A Gartner report estimates that over eight billion smartphones were sold between 2009 and 2017, with six billion of those being Android devices. Google reported in May 2017 that there were two billion Android devices still in active use. So if we’ve sold six billion Android smartphones and two billion of them are still in use… what happened to all the rest? Four billion phones, with 2 grams of lithium in each phone’s battery – that’s nearly 8 million kilograms of discarded lithium. By way of comparison, the Eiffel Tower only weighs 7.3 million kilograms. Given the huge financial, environmental and human cost of extracting and refining those materials, surely they deserve better than to end up in landfill, or gathering dust in somebody’s desk drawer because they got a great deal on an upgrade?
Well, the good news is, we’re working on it. In a big way. In the UK, we’ve had legislation in place since 2013 to encourage the three ‘R’s – recovery, reuse and recycling – of waste electrical and electronic equipment. Internationally, consumer pressure is growing on manufacturers like Samsung and Apple to prove that their raw materials and components are obtained from sustainable, ethical sources that comply with rigorous health and safety policies and environmental restrictions. And industries all over the world are wising up to the fact that those piles of discarded electronics are a literal gold mine – a tonne of raw ore extracted using conventional mining techniques will yield five or six grams of gold; a tonne of discarded electronics can yield as much as 350g of gold.
But I still find it absolutely astonishing that people expect to replace their phone every two years. The current generation of smartphones is damn close to being as good as they’ll ever need to be. 4G is fast enough stream high-definition video in real time. We’ve got screens big enough that they barely fit in your pocket, made of pixels so small you can’t actually see them without a magnifying glass. Imagine if Apple, Samsung, Huawei announced that they’re committed to long-term support. That they guarantee the phone in your pocket right now will run every software update for the next five years? It’s not as far-fetched as it sounds. A company called Fairphone, based in Amsterdam, has recently announced plans to release a repairable, upgradeable Android smartphone with a five-year support lifecycle. Which I’m probably going to buy, even though I don’t need a new phone right now – which rather defeats the point of a sustainable phone – but hey, I promise not to buy any more phones for five years after that, OK?
It’s not just about environmental sustainability, though. For us software developers, this would mean that, for once in our careers, we actually got time to get REALLY good at something. Those folks back in the 1980s writing Super Mario? They didn’t have to learn a new framework every three months, or deal with a constant cycle of package updates that meant they spent more time resolving version conflicts than they spent writing code. They knew every detail, every instruction, every single last trick and technique to get the best possible performance out of that hardware.
But even if we solved all these problems, and the whole world was running secure, performant, maintainable code on sustainable hardware, code still has a cost. And it’s the hardest cost of all for us to rationalise, because it’s the cost of code that does bad things on purpose. Code that was written, tested, absolutely satisfies the specification – and still ends up causing harm.

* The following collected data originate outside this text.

//! Gesture event pump.
//!
//! Reads raw poses from a [`GestureSource`], debounces them, and publishes
//! control events onto the shared input channel. If the source fails or its
//! stream ends, a single `ClassifierDown` event is published and the pump
//! exits; voice keeps working.

use std::time::Instant;

use tokio::sync::mpsc;
use tokio::task::JoinHandle;
use tracing::{debug, info};

use handsfree_core::event::{InputEvent, Modality};
use handsfree_core::gesture::GestureSource;

use crate::debounce::GestureDebouncer;

pub fn spawn_gesture_pump(
    mut source: impl GestureSource + 'static,
    mut debouncer: GestureDebouncer,
    events: mpsc::Sender<InputEvent>,
) -> JoinHandle<()> {
    tokio::spawn(async move {
        loop {
            match source.next_pose().await {
                Ok(Some(pose)) => {
                    let Some(event) = debouncer.accept(pose, Instant::now()) else {
                        continue;
                    };
                    debug!(?pose, ?event, "Gesture accepted");
                    if events.send(InputEvent::Gesture(event)).await.is_err() {
                        // Consumer gone; shutting down.
                        return;
                    }
                }
                Ok(None) => {
                    info!("Gesture source ended");
                    let _ = events
                        .send(InputEvent::ClassifierDown {
                            modality: Modality::Gesture,
                            reason: "pose stream ended".into(),
                        })
                        .await;
                    return;
                }
                Err(e) => {
                    let _ = events
                        .send(InputEvent::ClassifierDown {
                            modality: Modality::Gesture,
                            reason: e.to_string(),
                        })
                        .await;
                    return;
                }
            }
        }
    })
}

#[cfg(test)]
mod tests {
    use super::*;
    use async_trait::async_trait;
    use std::collections::VecDeque;
    use std::time::Duration;

    use handsfree_core::error::ClassifierError;
    use handsfree_core::gesture::{GestureEvent, GesturePose};

    struct ScriptedSource {
        script: VecDeque<Result<Option<GesturePose>, ClassifierError>>,
    }

    #[async_trait]
    impl GestureSource for ScriptedSource {
        async fn next_pose(&mut self) -> Result<Option<GesturePose>, ClassifierError> {
            self.script.pop_front().unwrap_or(Ok(None))
        }
    }

    fn scripted(
        script: Vec<Result<Option<GesturePose>, ClassifierError>>,
    ) -> ScriptedSource {
        ScriptedSource {
            script: script.into(),
        }
    }

    #[tokio::test]
    async fn poses_become_debounced_events() {
        let source = scripted(vec![
            Ok(Some(GesturePose::OpenPalm)),
            // Same hold, same instant bucket; suppressed by cooldown.
            Ok(Some(GesturePose::OpenPalm)),
            Ok(None),
        ]);
        let (tx, mut rx) = mpsc::channel(8);
        let handle = spawn_gesture_pump(source, GestureDebouncer::new(Duration::from_secs(2)), tx);

        assert_eq!(
            rx.recv().await,
            Some(InputEvent::Gesture(GestureEvent::StartListening))
        );
        match rx.recv().await {
            Some(InputEvent::ClassifierDown { modality, .. }) => {
                assert_eq!(modality, Modality::Gesture)
            }
            other => panic!("Expected ClassifierDown, got {other:?}"),
        }
        assert_eq!(rx.recv().await, None);
        handle.await.unwrap();
    }

    #[tokio::test]
    async fn source_error_degrades_to_classifier_down() {
        let source = scripted(vec![Err(ClassifierError::Terminated(
            "helper crashed".into(),
        ))]);
        let (tx, mut rx) = mpsc::channel(8);
        let handle = spawn_gesture_pump(source, GestureDebouncer::new(Duration::from_secs(2)), tx);

        match rx.recv().await {
            Some(InputEvent::ClassifierDown { modality, reason }) => {
                assert_eq!(modality, Modality::Gesture);
                assert!(reason.contains("helper crashed"));
            }
            other => panic!("Expected ClassifierDown, got {other:?}"),
        }
        handle.await.unwrap();
    }

    #[tokio::test]
    async fn zero_cooldown_passes_every_pose() {
        let source = scripted(vec![
            Ok(Some(GesturePose::OpenPalm)),
            Ok(Some(GesturePose::ClosedFist)),
            Ok(Some(GesturePose::Victory)),
            Ok(None),
        ]);
        let (tx, mut rx) = mpsc::channel(8);
        spawn_gesture_pump(source, GestureDebouncer::new(Duration::ZERO), tx);

        assert_eq!(
            rx.recv().await,
            Some(InputEvent::Gesture(GestureEvent::StartListening))
        );
        assert_eq!(
            rx.recv().await,
            Some(InputEvent::Gesture(GestureEvent::StopListening))
        );
        assert_eq!(
            rx.recv().await,
            Some(InputEvent::Gesture(GestureEvent::ResetHistory))
        );
    }
}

In May 2018, five executives from Volkswagen, the German car manufacturer, were charged with fraud in a German criminal court. Now, this is not some PR Twitter storm, or a corporation getting fined, or having to recall a product or refund some customers. No, all of those things have already happened. This is a group of people who are likely to be convicted of a criminal offence and be sent to prison for up to ten years – and all because of some computer code.
The code in question was installed on 600,000 Volkswagen cars sold in the United States between 2009 and 2015, and ‘millions more’ vehicles around the world. And the code worked perfectly, and it did exactly what it was designed to do: it detected when the car was being subjected to an emissions test, and modified certain parameters to cause the engine to behave differently than it would do in normal operation. Now, the whole reason we have emissions tests in the first place is to try to control the amount of toxic, dirty, dangerous pollutants being released into our atmosphere by cars. And somebody at Volkswagen decided that it would be fine if those engines released more dangerous toxic pollution than they were allowed to, as long as nobody got caught – and so asked their software engineers to deliberately modify the engine management system so that it would behave one way under test conditions, and do something different when it was being driven out on the street.

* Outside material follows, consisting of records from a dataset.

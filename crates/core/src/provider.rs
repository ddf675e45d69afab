//! Provider trait — the abstraction over LLM backends.
//!
//! A Provider knows how to send the conversation history (text turns plus
//! screenshots) to a model and get back text and/or tool calls. The agent
//! loop calls `invoke()` without knowing which backend is wired in.
//!
//! Implementations: native Anthropic Messages API, OpenAI-compatible.

use async_trait::async_trait;
use serde::{Deserialize, Serialize};

use crate::error::ProviderError;
use crate::geometry::DisplayGeometry;
use crate::turn::{ToolUse, Turn};

/// One model invocation: the full history plus screen geometry so the
/// adapter can declare the computer-use tool with the right display size.
#[derive(Debug, Clone, Serialize, Deserialize)]
pub struct InvokeRequest {
    /// The model to use (e.g. "claude-sonnet-4-20250514")
    pub model: String,

    /// System prompt
    pub system: String,

    /// Conversation history, oldest first
    pub turns: Vec<Turn>,

    /// Display geometry — the target resolution is advertised to the model
    pub geometry: DisplayGeometry,

    /// Maximum tokens to generate
    pub max_tokens: u32,
}

/// A complete reply from a provider.
#[derive(Debug, Clone, Serialize, Deserialize)]
pub struct ModelReply {
    /// Assistant text (may be empty when the reply is all tool calls)
    pub text: String,

    /// Requested actions, in proposal order
    #[serde(default, skip_serializing_if = "Vec::is_empty")]
    pub tool_calls: Vec<ToolUse>,

    /// Token usage statistics
    pub usage: Option<Usage>,

    /// Which model actually responded (may differ from requested)
    pub model: String,
}

impl ModelReply {
    /// A reply with no tool calls is terminal — the run ends with its text.
    pub fn is_terminal(&self) -> bool {
        self.tool_calls.is_empty()
    }
}

/// Token usage information.
#[derive(Debug, Clone, Copy, Serialize, Deserialize)]
pub struct Usage {
    pub prompt_tokens: u32,
    pub completion_tokens: u32,
    pub total_tokens: u32,
}

/// The core Provider trait.
#[async_trait]
pub trait Provider: Send + Sync {
    /// A human-readable name for this provider (e.g. "anthropic").
    fn name(&self) -> &str;

    /// Send the history and get a complete reply.
    async fn invoke(&self, request: InvokeRequest)
        -> std::result::Result<ModelReply, ProviderError>;

    /// Health check — can we reach the provider?
    async fn health_check(&self) -> std::result::Result<bool, ProviderError> {
        Ok(true)
    }
}

#[cfg(test)]
mod tests {
    use super::*;

    #[test]
    fn reply_without_tool_calls_is_terminal() {
        let reply = ModelReply {
            text: "All done.".into(),
            tool_calls: vec![],
            usage: None,
            model: "claude-sonnet-4-20250514".into(),
        };
        assert!(reply.is_terminal());
    }

    #[test]
    fn reply_with_tool_calls_continues() {
        let reply = ModelReply {
            text: String::new(),
            tool_calls: vec![ToolUse {
                id: "toolu_01".into(),
                name: "computer".into(),
                input: serde_json::json!({"action": "screenshot"}),
            }],
            usage: None,
            model: "claude-sonnet-4-20250514".into(),
        };
        assert!(!reply.is_terminal());
    }
}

Now, I have no doubt that the people who made this decision did not actually write that code themselves. I also suspect that the engineers who wrote the code were only following orders, as the expression goes. But I find it remarkable that nobody spoke up about it. This isn’t some systemic failure attributable to edge cases and complex interactions.
The amount of code involved appears to be remarkably small. In 2017 a team of researchers analysed the firmware and presented their findings in “How They Did It: An Analysis Of Emission Defeat Devices in Modern Automobiles” – which showed that even a fairly cursory analysis of the code would reveal what it’s doing and under what conditions. There is literally a Boolean variable in the code,
InjCrvstNsCharCor, that controls this behaviour. Now, I’ve reviewed a lot of code over the course of my career. Finding weird boolean flags and asking somebody what they do, and why, is practically a weekly occurrence. It would seem obvious to me that before too long, somebody working on that code would have found this variable, worked out what it did, and blown the whistle. But nobody did. That code was built, reviewed, installed on millions of vehicles worldwide, and wasn’t discovered until six years later.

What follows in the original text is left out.